--- RECORDS FOR THE EXERCISE ---
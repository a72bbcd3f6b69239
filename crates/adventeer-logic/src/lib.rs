//! Pure treasure-trail logic for Adventeer.
//!
//! This crate holds the map-screen logic that is independent of any backend,
//! browser, or renderer. Functions take plain data and return results, so the
//! same code serves the web front end, the headless harness, and tests.
//!
//! # Module Overview
//!
//! | Module | Purpose |
//! |--------|---------|
//! | [`config`] | Viewport configuration, JSON loading and validation |
//! | [`constants`] | Trail tuning constants (widths, amplitudes, thresholds) |
//! | [`map`] | Milestones, current position, waypoint markers, map extent |
//! | [`progression`] | XP ↔ level arithmetic |
//! | [`render`] | SVG path data and a debug SVG document |
//! | [`seed`] | Identity seeding and the seeded 2-D noise field |
//! | [`trail`] | Deterministic winding-trail generator |
//!
//! ```
//! use adventeer_logic::trail::generate;
//!
//! let points = generate("abc", 1, 800.0);
//! assert_eq!((points[0].x, points[0].y), (100.0, 250.0));
//! assert_eq!(points.last().map(|p| p.x), Some(1120.0));
//! ```

pub mod config;
pub mod constants;
pub mod map;
pub mod progression;
pub mod render;
pub mod seed;
pub mod trail;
---
Look above for the line holding "winding-trail generator |" and the line holding "pub mod config;". Retype both, and every line between them, word for word and nothing else.

— SOLUTION —
//! | [`trail`] | Deterministic winding-trail generator |
//!
//! ```
//! use adventeer_logic::trail::generate;
//!
//! let points = generate("abc", 1, 800.0);
//! assert_eq!((points[0].x, points[0].y), (100.0, 250.0));
//! assert_eq!(points.last().map(|p| p.x), Some(1120.0));
//! ```

pub mod config;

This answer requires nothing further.